Jesus speaks of challenges, crises, catastrophes, situations of suffering and surprising setbacks as opportunities to express God’s gracious compassion.

Wherever there is suffering, God is present and active.

We express our commitment by partnering with the God of gracious compassion.


Jesus responded to suffering with compassion, not complacency.

Jesus responded to challenges or needs with commitment, not cynicism.

Jesus teaches us to face every catastrophe or challenge with faith rather than fear.


Beloved, you are the charter members of our second century. In March of 2022, we will enter our second century similar to the way we began our first century. We are wiggling our way out of this pandemic cocoon, considering our church’s past.

As conversations about St. John’s began in 1921, the world was wiggling its way out of the Spanish flu pandemic which had killed as many as 100 million people globally.

In the spring of 1921, the vision of St. John’s began taking shape in people who knew suffering. In 1922, Dr. Joseph Gaines became the first pastor guiding the church to construct this sanctuary in 1926 at a cost of more than $200,000.
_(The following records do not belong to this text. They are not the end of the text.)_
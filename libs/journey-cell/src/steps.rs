use std::time::Duration;

use serde_json::json;
use tracing::{debug, instrument, warn};

use goose::goose::GooseUser;

use metrics_cell::Channel;
use shared_client::StepResponse;
use shared_models::{AuthResponse, SessionState, SyntheticUser};

use crate::context::JourneyContext;

#[derive(Debug, Clone, Copy, PartialEq, Eq, Hash)]
pub enum StepKind {
    Register,
    Login,
    Logout,
    SearchHealthcare,
    BookConsultation,
    SubmitPayment,
    ViewConsultationHistory,
    UpdateProfile,
    ViewSchedule,
    AcceptConsultation,
    EndConsultation,
    WritePrescription,
    UpdateAvailability,
    ViewPatientHistory,
    ViewDashboard,
    VerifyHealthcare,
    ManageUsers,
    ViewReports,
    SystemHealth,
}

/// Pass criteria for one step: exact status code and a latency ceiling.
#[derive(Debug, Clone, Copy, PartialEq, Eq)]
pub struct StepCheck {
    pub expected_status: u16,
    pub max_latency: Duration,
}

impl StepKind {
    pub fn label(&self) -> &'static str {
        match self {
            StepKind::Register => "register",
            StepKind::Login => "login",
            StepKind::Logout => "logout",
            StepKind::SearchHealthcare => "search healthcare",
            StepKind::BookConsultation => "book consultation",
            StepKind::SubmitPayment => "submit payment",
            StepKind::ViewConsultationHistory => "consultation history",
            StepKind::UpdateProfile => "update profile",
            StepKind::ViewSchedule => "view schedule",
            StepKind::AcceptConsultation => "accept consultation",
            StepKind::EndConsultation => "end consultation",
            StepKind::WritePrescription => "write prescription",
            StepKind::UpdateAvailability => "update availability",
            StepKind::ViewPatientHistory => "patient history",
            StepKind::ViewDashboard => "admin dashboard",
            StepKind::VerifyHealthcare => "verify healthcare",
            StepKind::ManageUsers => "manage users",
            StepKind::ViewReports => "view reports",
            StepKind::SystemHealth => "system health",
        }
    }

    pub fn check(&self) -> StepCheck {
        let (expected_status, max_latency_ms) = match self {
            StepKind::Register => (201, 3000),
            StepKind::Login => (200, 2000),
            StepKind::Logout => (200, 1000),
            StepKind::SearchHealthcare => (200, 2000),
            StepKind::BookConsultation => (201, 3000),
            StepKind::SubmitPayment => (201, 3000),
            StepKind::ViewConsultationHistory => (200, 1500),
            StepKind::UpdateProfile => (200, 2000),
            StepKind::ViewSchedule => (200, 1500),
            StepKind::AcceptConsultation => (200, 2000),
            StepKind::EndConsultation => (200, 2000),
            StepKind::WritePrescription => (201, 2000),
            StepKind::UpdateAvailability => (200, 2000),
            StepKind::ViewPatientHistory => (200, 2000),
            StepKind::ViewDashboard => (200, 3000),
            StepKind::VerifyHealthcare => (200, 2000),
            StepKind::ManageUsers => (200, 2000),
            StepKind::ViewReports => (200, 5000),
            StepKind::SystemHealth => (200, 1000),
        };

        StepCheck {
            expected_status,
            max_latency: Duration::from_millis(max_latency_ms),
        }
    }

    /// Business-outcome channel fed by this step's status check, if any.
    pub fn rate_channel(&self) -> Option<Channel> {
        match self {
            StepKind::Register | StepKind::Login => Some(Channel::LoginSuccess),
            StepKind::BookConsultation => Some(Channel::ConsultationSuccess),
            StepKind::SubmitPayment => Some(Channel::PaymentSuccess),
            _ => None,
        }
    }
}

#[derive(Debug, Clone)]
pub struct StepOutcome {
    pub kind: StepKind,
    pub response: StepResponse,
    pub status_ok: bool,
    pub latency_ok: bool,
    pub body_ok: bool,
}

impl StepOutcome {
    pub fn passed(&self) -> bool {
        self.status_ok && self.latency_ok && self.body_ok
    }
}

/// Records one finished request: exactly one latency sample, every check,
/// and the business rate channel when the step has one. Goose is told
/// whether the request failed, which is what feeds `http_req_failed`.
/// `body_check` is an optional named predicate result for the response
/// payload.
pub async fn record_step(
    ctx: &JourneyContext,
    user: &mut GooseUser,
    kind: StepKind,
    mut response: StepResponse,
    body_check: Option<(&str, bool)>,
) -> StepOutcome {
    let check = kind.check();
    let recorder = &ctx.recorder;

    let status_ok = response.has_status(check.expected_status);
    let latency_ok = response.latency <= check.max_latency;

    recorder.record_latency(response.latency).await;
    response.settle(user, kind.label());

    recorder
        .record_check(&format!("{} status is {}", kind.label(), check.expected_status), status_ok)
        .await;
    recorder
        .record_check(
            &format!("{} response time < {}ms", kind.label(), check.max_latency.as_millis()),
            latency_ok,
        )
        .await;

    let body_ok = match body_check {
        Some((name, ok)) => {
            recorder.record_check(&format!("{} {}", kind.label(), name), ok).await;
            ok
        }
        None => true,
    };

    if let Some(channel) = kind.rate_channel() {
        recorder.record_boolean(channel, status_ok).await;
    }

    let outcome = StepOutcome {
        kind,
        response,
        status_ok,
        latency_ok,
        body_ok,
    };

    if !outcome.passed() {
        debug!(
            step = kind.label(),
            status = ?outcome.response.status,
            latency_ms = outcome.response.latency_ms(),
            error = ?outcome.response.error,
            "Step check failed"
        );
    }

    outcome
}

fn apply_auth(session: &mut SessionState, outcome: &StepOutcome) -> bool {
    if !outcome.status_ok {
        return false;
    }
    match outcome.response.body.as_ref().and_then(AuthResponse::from_body) {
        Some(auth) => {
            let user_id = auth.user.id_string().unwrap_or_default();
            session.sign_in(auth.token, user_id);
            true
        }
        None => false,
    }
}

fn has_auth_body(response: &StepResponse) -> bool {
    response.body.as_ref().and_then(AuthResponse::from_body).is_some()
}

#[instrument(skip(ctx, user, session, password))]
pub async fn login(
    ctx: &JourneyContext,
    user: &mut GooseUser,
    session: &mut SessionState,
    email: &str,
    password: &str,
) -> StepOutcome {
    let body = json!({
        "email": email,
        "password": password,
        "userType": session.user_type.as_str(),
    });

    let response = ctx
        .client
        .post(user, StepKind::Login.label(), &ctx.config.endpoints.auth.login, None, body)
        .await;
    let has_token = has_auth_body(&response);
    let outcome = record_step(ctx, user, StepKind::Login, response, Some(("has token", has_token))).await;

    if !apply_auth(session, &outcome) {
        warn!("Login failed for {} ({:?})", email, outcome.response.status);
    }

    outcome
}

#[instrument(skip_all, fields(email = %account.email))]
pub async fn register(
    ctx: &JourneyContext,
    user: &mut GooseUser,
    session: &mut SessionState,
    account: &SyntheticUser,
) -> StepOutcome {
    let body = json!({
        "name": account.name,
        "email": account.email,
        "phone": account.phone,
        "password": account.password,
        "nationalId": account.national_id,
        "dateOfBirth": account.date_of_birth,
        "gender": account.gender,
        "address": account.address,
        "userType": session.user_type.as_str(),
    });

    let response = ctx
        .client
        .post(user, StepKind::Register.label(), &ctx.config.endpoints.auth.register, None, body)
        .await;
    let has_token = has_auth_body(&response);
    let outcome = record_step(ctx, user, StepKind::Register, response, Some(("has token", has_token))).await;

    if !apply_auth(session, &outcome) {
        warn!("Registration failed for {} ({:?})", account.email, outcome.response.status);
    }

    outcome
}

/// Credentials are cleared whatever the server answers.
#[instrument(skip_all)]
pub async fn logout(ctx: &JourneyContext, user: &mut GooseUser, session: &mut SessionState) -> StepOutcome {
    let response = ctx
        .client
        .post(
            user,
            StepKind::Logout.label(),
            &ctx.config.endpoints.auth.logout,
            session.bearer(),
            json!({}),
        )
        .await;

    session.clear();

    record_step(ctx, user, StepKind::Logout, response, None).await
}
In March of 1929, Dr. Chauncey Durden became the second pastor.

Seven months later, in October of 1929, the stock market crashed.                Five years later, in November of 1934, St. John’s had $40.43 in the bank as creditors called for payment of their debt of $78,090.        The church’s bills were 60 days past due, salaries more than a month behind.
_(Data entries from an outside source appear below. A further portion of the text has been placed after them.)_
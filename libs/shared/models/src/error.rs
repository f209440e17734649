use thiserror::Error;

#[derive(Error, Debug)]
pub enum LoadTestError {
    #[error("Configuration error: {0}")]
    Config(String),

    #[error("HTTP client error: {0}")]
    Client(String),

    #[error("Warm-up check failed: {0}")]
    WarmUp(String),

    #[error("Invalid threshold expression: {0}")]
    InvalidThreshold(String),

    #[error("Load generation failed: {0}")]
    Attack(String),

    #[error("Metrics error: {0}")]
    Metrics(String),

    #[error("Report output error: {0}")]
    Io(#[from] std::io::Error),

    #[error("Serialization error: {0}")]
    Serialization(#[from] serde_json::Error),
}

impl LoadTestError {
    /// Process exit code used by the binary when the run aborts with this error.
    pub fn exit_code(&self) -> i32 {
        match self {
            LoadTestError::Config(_) | LoadTestError::InvalidThreshold(_) => 78,
            LoadTestError::WarmUp(_) | LoadTestError::Client(_) => 69,
            LoadTestError::Io(_) | LoadTestError::Serialization(_) => 74,
            LoadTestError::Attack(_) | LoadTestError::Metrics(_) => 70,
        }
    }
}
Theodicy questions are mentioned by historians writing of those days during the depression.

Why is God allowing all this suffering? Where is God in all this economic despair?

Yet, the people of St. John’s found God to be faithful during those days.
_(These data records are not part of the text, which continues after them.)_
use chrono::{DateTime, Utc};
use serde::{Deserialize, Deserializer, Serialize};

use crate::error::{AirshedError, Result};

/// Timestamp attached to a sample: a numeric index or a wall-clock instant.
///
/// Untagged on the wire, so JSON numbers become `Index` and RFC 3339
/// strings become `Wall`.
#[derive(Debug, Clone, Copy, PartialEq, Serialize, Deserialize)]
#[serde(untagged)]
pub enum Timestamp {
    Index(f64),
    Wall(DateTime<Utc>),
}

impl std::fmt::Display for Timestamp {
    fn fmt(&self, f: &mut std::fmt::Formatter<'_>) -> std::fmt::Result {
        match self {
            Timestamp::Index(i) => write!(f, "{}", i),
            Timestamp::Wall(t) => write!(f, "{}", t.to_rfc3339()),
        }
    }
}

/// Default timestamps for a series of length `n`: `1..=n`.
pub fn default_timestamps(n: usize) -> Vec<Timestamp> {
    (1..=n).map(|i| Timestamp::Index(i as f64)).collect()
}

/// An ordered, fixed-length sample vector with one timestamp per sample.
///
/// Samples may be NaN (missing or invalid readings). The constructor is the
/// only place lengths are checked; everything downstream assumes alignment.
#[derive(Debug, Clone, PartialEq, Serialize)]
pub struct Series {
    values: Vec<f64>,
    timestamps: Vec<Timestamp>,
}

impl Series {
    pub fn new(values: Vec<f64>, timestamps: Vec<Timestamp>) -> Result<Self> {
        if values.len() != timestamps.len() {
            return Err(AirshedError::alignment(
                "timestamps",
                values.len(),
                timestamps.len(),
            ));
        }
        Ok(Self { values, timestamps })
    }

    /// Build a series with default `1..=N` timestamps.
    pub fn from_values(values: Vec<f64>) -> Self {
        let timestamps = default_timestamps(values.len());
        Self { values, timestamps }
    }

    pub fn len(&self) -> usize {
        self.values.len()
    }

    pub fn is_empty(&self) -> bool {
        self.values.is_empty()
    }

    pub fn values(&self) -> &[f64] {
        &self.values
    }

    pub fn timestamps(&self) -> &[Timestamp] {
        &self.timestamps
    }

    pub fn timestamp(&self, idx: usize) -> Option<Timestamp> {
        self.timestamps.get(idx).copied()
    }

    /// Number of finite samples.
    pub fn finite_count(&self) -> usize {
        self.values.iter().filter(|v| v.is_finite()).count()
    }

    /// Fraction of samples that are NaN or infinite. 0.0 for an empty series.
    pub fn missing_fraction(&self) -> f64 {
        if self.values.is_empty() {
            return 0.0;
        }
        (self.len() - self.finite_count()) as f64 / self.len() as f64
    }
}

/// Deserialize a sample vector where `null` marks a missing reading.
///
/// JSON has no NaN literal, so missing samples arrive as `null` and are
/// stored as NaN.
pub fn deserialize_samples<'de, D>(deserializer: D) -> std::result::Result<Vec<f64>, D::Error>
where
    D: Deserializer<'de>,
{
    let raw: Vec<Option<f64>> = Vec::deserialize(deserializer)?;
    Ok(raw.into_iter().map(|v| v.unwrap_or(f64::NAN)).collect())
}

/// Optional variant of [`deserialize_samples`] for series that may be absent.
pub fn deserialize_optional_samples<'de, D>(
    deserializer: D,
) -> std::result::Result<Option<Vec<f64>>, D::Error>
where
    D: Deserializer<'de>,
{
    let raw: Option<Vec<Option<f64>>> = Option::deserialize(deserializer)?;
    Ok(raw.map(|v| v.into_iter().map(|s| s.unwrap_or(f64::NAN)).collect()))
}

#[cfg(test)]
mod tests {
    use super::*;

    #[test]
    fn from_values_uses_one_based_timestamps() {
        let s = Series::from_values(vec![1.0, 2.0, 3.0]);
        assert_eq!(s.timestamp(0), Some(Timestamp::Index(1.0)));
        assert_eq!(s.timestamp(2), Some(Timestamp::Index(3.0)));
        assert_eq!(s.timestamp(3), None);
    }

    #[test]
    fn new_rejects_length_mismatch() {
        let err = Series::new(vec![1.0, 2.0], default_timestamps(3)).unwrap_err();
        assert!(matches!(
            err,
            AirshedError::Alignment { expected: 2, actual: 3, .. }
        ));
    }

    #[test]
    fn missing_fraction_counts_nan_and_infinity() {
        let s = Series::from_values(vec![1.0, f64::NAN, f64::INFINITY, 4.0]);
        assert_eq!(s.finite_count(), 2);
        assert!((s.missing_fraction() - 0.5).abs() < 1e-12);
        assert_eq!(Series::from_values(vec![]).missing_fraction(), 0.0);
    }

    #[test]
    fn timestamps_deserialize_untagged() {
        let stamps: Vec<Timestamp> =
            serde_json::from_str(r#"[3, "2024-01-01T00:00:00Z"]"#).unwrap();
        assert_eq!(stamps[0], Timestamp::Index(3.0));
        assert!(matches!(stamps[1], Timestamp::Wall(_)));
        assert_eq!(stamps[1].to_string(), "2024-01-01T00:00:00+00:00");
    }
}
  God provided imaginative and creative approaches and people expressed commitment.

  Those who thought there was no way out saw God provide a way through the challenge.


On July 23, 1944, the third pastor of St. John’s stood in this pulpit on his first Sunday.

Claude Broach preached his first sermon 47 days after D-Day.

Although this sanctuary was full of vision and hope, there were NO persons in this room under the age of 15 because the polio epidemic was rampant.


I tell you these stories to remind you that the same God who guided those generations through days of challenge and change is guiding us today.


The Living God who Jesus revealed shows up as gracious compassion amidst challenges.

This Living God touched the blind eyes of a man long ago through Jesus.

This same God shows up in your most chaotic or catastrophic days.


You see, in this story from John’s Gospel, the point is not ‘why does suffering happen?’

The point is, ‘wherever, however, and whenever suffering happens, God shows up.’

And God provides the resources necessary to transform every situation.


My dear friends, as the body of Jesus Christ in today’s world, our mission is to show up alongside people who are suffering. Why? Because we live in God and God lives in us.


Following the tsunami of 2004, as people were asking their theodicy questions – “Where is God,” these prayerful words were written by a Baptist missionary serving with God in Asia amidst the suffering:

When wave upon wave of water hit the shores thousands of miles from where they began, You were there.

When waves of destruction washed away everything and everyone in their path,

You were there.

As people You loved, people who loved You, and people who never thought of You ran,

You were there.

When houses fell and possessions and parents and children were carried away,

You were there.

You were there with a broken heart receiving people into Your Presence.

You were there with a listening ear hearing the cries of grief.

You will be there in the weeks, months, and years following this catastrophic event as Spirit. You will be there in the presence of Your people providing comfort, healing, direction, companionship, and resurrection.

Lord of all compassion, help us be with You, as You are with us and everyone. Amen




Lord, as we experience catastrophe, challenge, or change, help us see opportunities to be ministers of Your commitment and gracious compassion. Amen and AMEN.